PATH’s Jolayne Houtz is in Kenya as part of a small team observing our work there. She sent us this story from Bungoma County.
Janerose Temko’s mud-brick home is just a five-minute walk through maize fields and coffee bushes to the Chepkube Dispensary, which we visited this week to learn about PATH’s efforts to improve maternal and child health. Yet until this year, Janerose, a mother of three, had never visited the facility for prenatal care or childbirth.
Janerose’s first two children were born at home with the help of a traditional birth attendant. But when it came time to deliver her third baby, Janerose decided to give birth at the dispensary. When we visited to learn more about her decision, we got an up-close look at what happens when the old ways come face to face with newer methods of caring for women and babies during childbirth.
In wealthy countries, having a baby isn’t usually a life-threatening proposition: the risk of a woman dying from pregnancy or childbirth is about 1 in 8,000. But in poorer communities, the risk can be as high as 1 in 17. Part of PATH’s work here is to improve those odds by educating women about ways to make childbirth safer.
For the first time, prenatal care
When Janerose was five months pregnant, a community health worker supported by PATH dropped by to talk about the importance of prenatal care. Janerose knew the woman; she was a member of her church and a trusted neighbor. So for the first time, Janerose went for checkups during pregnancy. And when her labor started, she made her way to the clinic.
There, Janerose delivered a healthy baby girl with the help of a community health nurse named Joan Amonyatta, who joined us at Janerose’s house to hear her story.
If she has another child, Janerose told us, she’ll go to the clinic again. While her two older children were born healthy at home, it took a long time to heal from their births. During labor, her traditional birth attendant told her to push before she was ready, even slapping her to get her to respond.
Moreover, Janerose noted, the birth attendant didn’t use sterile gloves—a serious omission once you know infection is a leading cause of maternal deaths, with nearly one million newborns dying from infection each year.
Blending old and new
As Janerose told her story, a woman approached her home. It was Violet Tamnai, the birth attendant who had helped Janerose deliver her first two children.
Violet looked wary as she sat down near Joan. Her position as a birth attendant is respected in the community—a calling that is often handed down within families. Alienating her could damage ongoing efforts to reach mothers and babies with health services. With a tense silence settling on the group, I wondered if Violet would accept Janerose’s decision to reject home birth in favor of delivering at the clinic.
Finding middle ground
Then, Dr. Alfred Ochola, PATH’s technical adviser for child survival and malaria in Kenya, began the delicate work of finding middle ground. The importance of traditional birth attendants must be recognized, he told us. Birth attendants know the women in their communities on a deeply personal level. They know when they are pregnant, when they are in labor, and when things are going so wrong that the life of the mother or the baby is in jeopardy.
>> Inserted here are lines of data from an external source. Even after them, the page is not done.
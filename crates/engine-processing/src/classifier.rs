use crate::{
    error::ExecutorError,
    executor::{BulkExecutor, SweepTarget},
};
use engine_core::{result::RetriedDocument, task::Task};
use model::Exceptions;
use tracing::{debug, info};

#[derive(Debug, Clone, Copy, Default, PartialEq, Eq)]
pub struct ClassifyOutcome {
    pub ignored: usize,
    pub retried: usize,
    pub recovered: usize,
    pub success: i64,
    pub failure: i64,
}

/// Post-sweep pass over the failure ledger.
///
/// Offsets under an ignored signature are reclassified as Completed and
/// dropped from the ledger. Offsets under a retryable signature are run
/// again through the executor; recovered ones move to Completed, the rest
/// are re-filed under whatever signature they failed with this time. The
/// result counts are rebuilt from the state sets afterwards.
///
/// Ignore wins when a signature is listed both ways. Running the pass again
/// over an already classified ledger changes nothing.
pub async fn classify_failures(
    executor: &BulkExecutor,
    task: &Task,
    target: &SweepTarget,
    exceptions: &Exceptions,
    cancelled: bool,
) -> Result<ClassifyOutcome, ExecutorError> {
    task.state.setup_storing_keys().await;
    let reporter = task.state.reporter().await?;
    let mut outcome = ClassifyOutcome::default();

    let signatures = task.result.lock().await.signatures();
    for signature in signatures {
        if exceptions.is_ignored(&signature) {
            let ignored = task.result.lock().await.take_signature(&signature);
            debug!(
                result_seed = task.result_seed,
                signature = %signature,
                count = ignored.len(),
                "ignoring failures"
            );
            for failed in &ignored {
                reporter.completed(failed.offset).await?;
            }
            outcome.ignored += ignored.len();
            continue;
        }
        if !exceptions.is_retryable(&signature) {
            continue;
        }

        let offsets: Vec<i64> = task
            .result
            .lock()
            .await
            .failures_for(&signature)
            .iter()
            .map(|d| d.offset)
            .collect();
        if offsets.is_empty() {
            continue;
        }
        debug!(
            result_seed = task.result_seed,
            signature = %signature,
            count = offsets.len(),
            "retrying failures"
        );
        let reports = executor
            .retry_offsets(task, target, &offsets, exceptions)
            .await?;
        outcome.retried += reports.len();

        for report in reports {
            let retried = RetriedDocument {
                offset: report.offset,
                doc_id: report.doc_id.clone(),
                success: report.result.is_ok(),
                cas: report.result.as_ref().ok().copied(),
                attempts: report.attempts,
                init_time: report.init_time,
                ack_time: report.ack_time,
            };
            let recovered = {
                let mut result = task.result.lock().await;
                result.retried.push(retried);
                match (report.signature(), report.failed_document()) {
                    (Some(latest), Some(failed)) => {
                        result.record_failure(&latest, failed);
                        false
                    }
                    _ => {
                        result.remove_offset(report.offset);
                        true
                    }
                }
            };
            if recovered {
                outcome.recovered += 1;
                reporter.completed(report.offset).await?;
            }
        }
    }

    task.state.stop_storing_state().await;

    let sets = task.state.sets().await;
    let failure = sets.err.len() as i64;
    // A cancelled sweep only vouches for what it recorded.
    let total = if cancelled {
        sets.len() as i64
    } else {
        task.config.len()
    };
    {
        let mut result = task.result.lock().await;
        result.set_counts(total, failure);
        outcome.success = result.success;
        outcome.failure = result.failure;
    }

    info!(
        result_seed = task.result_seed,
        ignored = outcome.ignored,
        retried = outcome.retried,
        recovered = outcome.recovered,
        success = outcome.success,
        failure = outcome.failure,
        "failures classified"
    );
    Ok(outcome)
}

#[cfg(test)]
mod tests {
    use super::*;
    use crate::{operation::tests::id, replay::ReplayHistory};
    use engine_core::{
        metrics::Metrics,
        store::{MemoryStore, StoreClient},
        task::TaskTarget,
    };
    use model::{ClusterConfig, CollectionId, OperationConfig, OperationKind};
    use std::sync::Arc;
    use tokio_util::sync::CancellationToken;

    fn task(operation: OperationKind, config: OperationConfig) -> Task {
        let target = TaskTarget {
            identifier: id(),
            cluster: ClusterConfig::new("mem://local"),
            collection: CollectionId::default_in("b"),
        };
        let (start, end) = (config.start, config.end);
        Task::new(operation, 7, target, config, start, end, 64)
    }

    fn target(store: Arc<MemoryStore>) -> SweepTarget {
        let client: Arc<dyn StoreClient> = store;
        SweepTarget {
            client,
            seed: 0,
            history: Arc::new(ReplayHistory::default()),
        }
    }

    fn executor() -> BulkExecutor {
        BulkExecutor::new(4, CancellationToken::new(), Metrics::new())
    }

    /// Deletes against an empty store: every offset fails "document not found".
    async fn failed_delete(store: &Arc<MemoryStore>) -> Task {
        let task = task(OperationKind::Delete, OperationConfig::new(0, 6));
        executor().run(&task, &target(store.clone())).await.unwrap();
        task
    }

    #[tokio::test]
    async fn counts_without_policy() {
        let store = Arc::new(MemoryStore::new());
        let task = failed_delete(&store).await;
        let outcome = classify_failures(
            &executor(),
            &task,
            &target(store),
            &Exceptions::default(),
            false,
        )
        .await
        .unwrap();

        assert_eq!(outcome.failure, 6);
        assert_eq!(outcome.success, 0);
        assert_eq!(task.result.lock().await.failures_for("document not found").len(), 6);
    }

    #[tokio::test]
    async fn ignored_signature_moves_offsets_to_completed() {
        let store = Arc::new(MemoryStore::new());
        let task = failed_delete(&store).await;
        let exceptions = Exceptions {
            ignore_exceptions: vec!["document not found".into()],
            ..Default::default()
        };
        let outcome = classify_failures(&executor(), &task, &target(store.clone()), &exceptions, false)
            .await
            .unwrap();

        assert_eq!(outcome.ignored, 6);
        assert_eq!(outcome.failure, 0);
        assert_eq!(outcome.success, 6);
        assert!(task.state.return_err_offset().await.is_empty());
        assert!(task.result.lock().await.signatures().is_empty());

        let again = classify_failures(&executor(), &task, &target(store), &exceptions, false)
            .await
            .unwrap();
        assert_eq!(again.ignored, 0);
        assert_eq!(again.failure, 0);
        assert_eq!(again.success, 6);
    }

    #[tokio::test]
    async fn retry_recovers_after_store_heals() {
        let store = Arc::new(MemoryStore::new());
        let task = task(OperationKind::Read, OperationConfig::new(0, 4));
        executor().run(&task, &target(store.clone())).await.unwrap();
        task.state.stop_storing_state().await;
        assert_eq!(task.state.return_err_offset().await.len(), 4);

        store.put_raw("1", serde_json::json!({"a": 1})).await;
        store.put_raw("2", serde_json::json!({"a": 2})).await;
        let exceptions = Exceptions {
            retry_exceptions: vec!["document not found".into()],
            retry_attempts: 2,
            ..Default::default()
        };
        let outcome = classify_failures(&executor(), &task, &target(store), &exceptions, false)
            .await
            .unwrap();

        assert_eq!(outcome.retried, 4);
        assert_eq!(outcome.recovered, 2);
        assert_eq!(outcome.failure, 2);
        assert_eq!(outcome.success, 2);
        let result = task.result.lock().await;
        assert_eq!(result.retried.len(), 4);
        assert_eq!(
            result.failed_offsets().into_iter().collect::<Vec<_>>(),
            vec![0, 3]
        );
    }

    #[tokio::test]
    async fn cancelled_run_counts_completed_only() {
        let store = Arc::new(MemoryStore::new());
        let task = task(OperationKind::Insert, OperationConfig::new(0, 10).with_doc_size(32));
        let reporter = task.state.reporter().await.unwrap();
        for offset in 0..3 {
            reporter.completed(offset).await.unwrap();
        }
        reporter.err(3).await.unwrap();

        let outcome = classify_failures(&executor(), &task, &target(store), &Exceptions::default(), true)
            .await
            .unwrap();
        assert_eq!(outcome.success, 3);
        assert_eq!(outcome.failure, 1);
    }
}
Alfred turned to Violet. “If there is a case you cannot deal with, it is important that you recognize that this woman is the one who can deliver the baby,” he said, pointing to Joan. “When you hold on to them too long, we lose the baby, and even lose the mother. Please, let them go. That way, we save a child.”
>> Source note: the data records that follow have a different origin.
//! Mutation replay.
//!
//! Generated documents are never stored. Expected state at an offset is
//! rebuilt from the request history: regenerate the baseline from the key,
//! then reapply every mutation that landed on that offset, in submission
//! order, drawing from the same content stream the writers used.
//!
//! An entry takes part in replay when it targets the same collection
//! identifier, its range covers the offset, it is not the run being executed,
//! and its outcome at the offset is not Err. Such entries are called
//! effective below.

use engine_core::task::SharedTask;
use futures::future::join_all;
use generator::{ContentStream, SubDocument, Template};
use model::{CollectionIdentifier, OperationConfig, OperationKind};
use serde_json::Value;
use std::collections::BTreeSet;

/// Frozen view of one history entry.
#[derive(Debug, Clone)]
pub struct HistoryEntry {
    pub operation: OperationKind,
    pub result_seed: i64,
    pub identifier: CollectionIdentifier,
    pub config: OperationConfig,
    pub err: BTreeSet<i64>,
}

impl HistoryEntry {
    fn covers(&self, identifier: &CollectionIdentifier, offset: i64) -> bool {
        self.identifier == *identifier && self.config.contains(offset) && !self.err.contains(&offset)
    }
}

/// Regenerated sub-document together with the stream that produced it.
#[derive(Debug, Clone)]
pub struct SubDocState {
    /// Whether the sub-document currently exists on the document.
    pub present: bool,
    pub paths: SubDocument,
    pub stream: ContentStream,
}

#[derive(Debug, Clone, Default)]
pub struct ReplayHistory {
    entries: Vec<HistoryEntry>,
    current: Option<i64>,
}

impl ReplayHistory {
    pub fn new(entries: Vec<HistoryEntry>, current: Option<i64>) -> Self {
        Self { entries, current }
    }

    /// Snapshot of the history that precedes the run `current` (the whole
    /// history when `current` is not part of it).
    pub async fn capture(history: &[SharedTask], current: i64) -> Self {
        let preceding = history
            .iter()
            .take_while(|task| task.result_seed != current);
        let entries = join_all(preceding.map(|task| async move {
            HistoryEntry {
                operation: task.operation,
                result_seed: task.result_seed,
                identifier: task.identifier().clone(),
                config: task.config.clone(),
                err: task.state.return_err_offset().await,
            }
        }))
        .await;
        Self::new(entries, Some(current))
    }

    pub fn len(&self) -> usize {
        self.entries.len()
    }

    pub fn is_empty(&self) -> bool {
        self.entries.is_empty()
    }

    fn effective<'a>(
        &'a self,
        identifier: &CollectionIdentifier,
        offset: i64,
    ) -> impl DoubleEndedIterator<Item = &'a HistoryEntry> + use<'a> {
        let identifier = identifier.clone();
        let current = self.current;
        self.entries
            .iter()
            .filter(move |e| Some(e.result_seed) != current && e.covers(&identifier, offset))
    }

    /// Last effective entry whose kind satisfies `pred`.
    pub fn last_config(
        &self,
        identifier: &CollectionIdentifier,
        offset: i64,
        pred: impl Fn(OperationKind) -> bool,
    ) -> Option<&HistoryEntry> {
        self.effective(identifier, offset)
            .rev()
            .find(|e| pred(e.operation))
    }

    /// Last effective Insert or Upsert.
    pub fn last_document_writer(
        &self,
        identifier: &CollectionIdentifier,
        offset: i64,
    ) -> Option<&HistoryEntry> {
        self.last_config(identifier, offset, |op| op.writes_document())
    }

    /// Last effective SubDocInsert or SubDocUpsert.
    pub fn last_sub_document_writer(
        &self,
        identifier: &CollectionIdentifier,
        offset: i64,
    ) -> Option<&HistoryEntry> {
        self.last_config(identifier, offset, |op| op.writes_sub_document())
    }

    /// Whether the document at `offset` was removed by its last effective
    /// document-level write.
    pub fn is_deleted(&self, identifier: &CollectionIdentifier, offset: i64) -> bool {
        self.last_config(identifier, offset, |op| {
            op.writes_document() || op == OperationKind::Delete
        })
        .is_some_and(|e| e.operation == OperationKind::Delete)
    }

    /// Whether the last effective mutation at `offset` removed the document
    /// or its whole sub-document, so a missing document is not a drift.
    pub fn tolerates_missing(&self, identifier: &CollectionIdentifier, offset: i64) -> bool {
        self.last_config(identifier, offset, |op| op.is_mutation())
            .is_some_and(|e| e.operation.is_delete())
    }

    /// Entries after the last effective entry matching `reset`, in order.
    fn since_reset<'a>(
        &'a self,
        identifier: &CollectionIdentifier,
        offset: i64,
        reset: impl Fn(OperationKind) -> bool,
    ) -> Vec<&'a HistoryEntry> {
        let effective: Vec<&HistoryEntry> = self.effective(identifier, offset).collect();
        let start = effective
            .iter()
            .rposition(|e| reset(e.operation))
            .map(|pos| pos + 1)
            .unwrap_or(0);
        effective[start..].to_vec()
    }

    fn resets_document(op: OperationKind) -> bool {
        matches!(op, OperationKind::Insert | OperationKind::Delete)
    }

    fn resets_sub_document(op: OperationKind) -> bool {
        matches!(
            op,
            OperationKind::Insert
                | OperationKind::Delete
                | OperationKind::SubDocInsert
                | OperationKind::SubDocDelete
        )
    }

    /// Successful sub-document mutations since the document was last created
    /// or removed.
    pub fn count_mutation(&self, identifier: &CollectionIdentifier, offset: i64) -> i64 {
        self.since_reset(identifier, offset, Self::resets_document)
            .iter()
            .filter(|e| e.operation.counts_mutation())
            .count() as i64
    }

    /// Baseline document for `key` with every effective Upsert reapplied.
    ///
    /// The returned stream sits right after the last replayed mutation, so a
    /// caller writing a new mutation continues the same sequence.
    pub fn retrace_document(
        &self,
        identifier: &CollectionIdentifier,
        offset: i64,
        key: i64,
        template: Template,
        doc_size: usize,
    ) -> (Value, ContentStream) {
        let mut stream = ContentStream::for_document(key);
        let mut doc = stream.generate(template, doc_size);
        for entry in self.since_reset(identifier, offset, Self::resets_document) {
            if entry.operation == OperationKind::Upsert {
                stream.mutate(template, &mut doc, &entry.config.fields_to_change);
            }
        }
        (doc, stream)
    }

    /// Baseline sub-document for `key` with every effective SubDocUpsert
    /// reapplied since it was last inserted or removed.
    pub fn retrace_sub_document(
        &self,
        identifier: &CollectionIdentifier,
        offset: i64,
        key: i64,
        size: usize,
    ) -> SubDocState {
        let mut stream = ContentStream::for_sub_document(key);
        let mut paths = stream.generate_sub_document(size);

        let reset_kind = self
            .last_config(identifier, offset, Self::resets_sub_document)
            .map(|e| e.operation);
        let mut present = reset_kind == Some(OperationKind::SubDocInsert);

        for entry in self.since_reset(identifier, offset, Self::resets_sub_document) {
            if entry.operation == OperationKind::SubDocUpsert {
                stream.mutate_sub_document(&mut paths, &entry.config.fields_to_change);
                present = true;
            }
        }
        SubDocState {
            present,
            paths,
            stream,
        }
    }

    /// Sub-document as it should currently be stored, sized by the last
    /// sub-document writer. `None` when no sub-document is expected.
    pub fn expected_sub_document(
        &self,
        identifier: &CollectionIdentifier,
        offset: i64,
        key: i64,
    ) -> Option<SubDocument> {
        let writer = self.last_sub_document_writer(identifier, offset)?;
        let state = self.retrace_sub_document(identifier, offset, key, writer.config.doc_size);
        state.present.then_some(state.paths)
    }
}

#[cfg(test)]
mod tests {
    use super::*;

    fn id() -> CollectionIdentifier {
        CollectionIdentifier::from("t:mem:b:_default:_default")
    }

    fn entry(operation: OperationKind, result_seed: i64, fields: &[&str]) -> HistoryEntry {
        HistoryEntry {
            operation,
            result_seed,
            identifier: id(),
            config: OperationConfig::new(0, 10)
                .with_doc_size(128)
                .with_fields_to_change(fields.iter().map(|f| f.to_string()).collect()),
            err: BTreeSet::new(),
        }
    }

    /// What a store would hold after running each upsert in turn.
    fn apply_sequentially(key: i64, upserts: &[&[&str]]) -> Value {
        let mut stream = ContentStream::for_document(key);
        let mut doc = stream.generate(Template::Person, 128);
        for fields in upserts {
            let fields: Vec<String> = fields.iter().map(|f| f.to_string()).collect();
            stream.mutate(Template::Person, &mut doc, &fields);
        }
        doc
    }

    #[test]
    fn replays_sequential_upserts() {
        let history = ReplayHistory::new(
            vec![
                entry(OperationKind::Insert, 1, &[]),
                entry(OperationKind::Upsert, 2, &["age"]),
                entry(OperationKind::Upsert, 3, &[]),
                entry(OperationKind::Upsert, 4, &["status", "email"]),
            ],
            None,
        );
        let (doc, _) = history.retrace_document(&id(), 3, 1003, Template::Person, 128);
        assert_eq!(
            doc,
            apply_sequentially(1003, &[&["age"], &[], &["status", "email"]])
        );
    }

    #[test]
    fn skips_err_offsets_current_run_and_other_collections() {
        let mut failed = entry(OperationKind::Upsert, 2, &["age"]);
        failed.err.insert(3);
        let mut elsewhere = entry(OperationKind::Upsert, 3, &["age"]);
        elsewhere.identifier = CollectionIdentifier::from("t:mem:b:_default:other");
        let current = entry(OperationKind::Upsert, 9, &["age"]);

        let history = ReplayHistory::new(
            vec![entry(OperationKind::Insert, 1, &[]), failed, elsewhere, current],
            Some(9),
        );
        let (doc, _) = history.retrace_document(&id(), 3, 77, Template::Person, 128);
        assert_eq!(doc, apply_sequentially(77, &[]));

        let (doc, _) = history.retrace_document(&id(), 4, 77, Template::Person, 128);
        assert_eq!(doc, apply_sequentially(77, &[&["age"]]));
    }

    #[test]
    fn delete_resets_document_lineage() {
        let history = ReplayHistory::new(
            vec![
                entry(OperationKind::Insert, 1, &[]),
                entry(OperationKind::Upsert, 2, &[]),
                entry(OperationKind::SubDocInsert, 3, &[]),
                entry(OperationKind::Delete, 4, &[]),
            ],
            None,
        );
        assert!(history.is_deleted(&id(), 0));
        assert_eq!(history.count_mutation(&id(), 0), 0);

        let (doc, _) = history.retrace_document(&id(), 0, 5, Template::Person, 128);
        assert_eq!(doc, apply_sequentially(5, &[]));
        assert!(history.expected_sub_document(&id(), 0, 5).is_none());
    }

    #[test]
    fn counts_and_retraces_sub_document_mutations() {
        let history = ReplayHistory::new(
            vec![
                entry(OperationKind::Insert, 1, &[]),
                entry(OperationKind::SubDocInsert, 2, &[]),
                entry(OperationKind::SubDocUpsert, 3, &[]),
                entry(OperationKind::Upsert, 4, &[]),
                entry(OperationKind::SubDocUpsert, 5, &["subDoc.rank"]),
            ],
            None,
        );
        assert_eq!(history.count_mutation(&id(), 2), 3);
        assert!(!history.is_deleted(&id(), 2));

        let mut stream = ContentStream::for_sub_document(12);
        let mut expected = stream.generate_sub_document(128);
        stream.mutate_sub_document(&mut expected, &[]);
        stream.mutate_sub_document(&mut expected, &["subDoc.rank".to_string()]);
        assert_eq!(history.expected_sub_document(&id(), 2, 12), Some(expected));
    }

    #[test]
    fn sub_document_delete_tolerates_missing_document() {
        let history = ReplayHistory::new(
            vec![
                entry(OperationKind::Insert, 1, &[]),
                entry(OperationKind::SubDocInsert, 2, &[]),
                entry(OperationKind::SubDocDelete, 3, &[]),
            ],
            None,
        );
        assert!(history.tolerates_missing(&id(), 0));
        assert!(!history.is_deleted(&id(), 0));

        let upserted = ReplayHistory::new(
            vec![
                entry(OperationKind::Insert, 1, &[]),
                entry(OperationKind::SubDocDelete, 2, &[]),
                entry(OperationKind::Upsert, 3, &[]),
            ],
            None,
        );
        assert!(!upserted.tolerates_missing(&id(), 0));
    }

    #[test]
    fn sub_document_delete_removes_expectation() {
        let history = ReplayHistory::new(
            vec![
                entry(OperationKind::Insert, 1, &[]),
                entry(OperationKind::SubDocInsert, 2, &[]),
                entry(OperationKind::SubDocDelete, 3, &[]),
            ],
            None,
        );
        assert!(history.expected_sub_document(&id(), 0, 1).is_none());
        assert_eq!(history.count_mutation(&id(), 0), 2);
        assert_eq!(
            history
                .last_config(&id(), 0, |op| op.is_mutation())
                .map(|e| e.result_seed),
            Some(3)
        );
    }
}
Violet nodded gravely and sat a little taller, the tension easing as Alfred spoke. And I realized that both Violet and Joan have essential roles to play in the ongoing struggle to protect mothers and babies. Combining the personal relationships built by traditional birth attendants with the tools of trained health care providers can help boost the odds of a healthy pregnancy, a safe delivery, and a thriving newborn.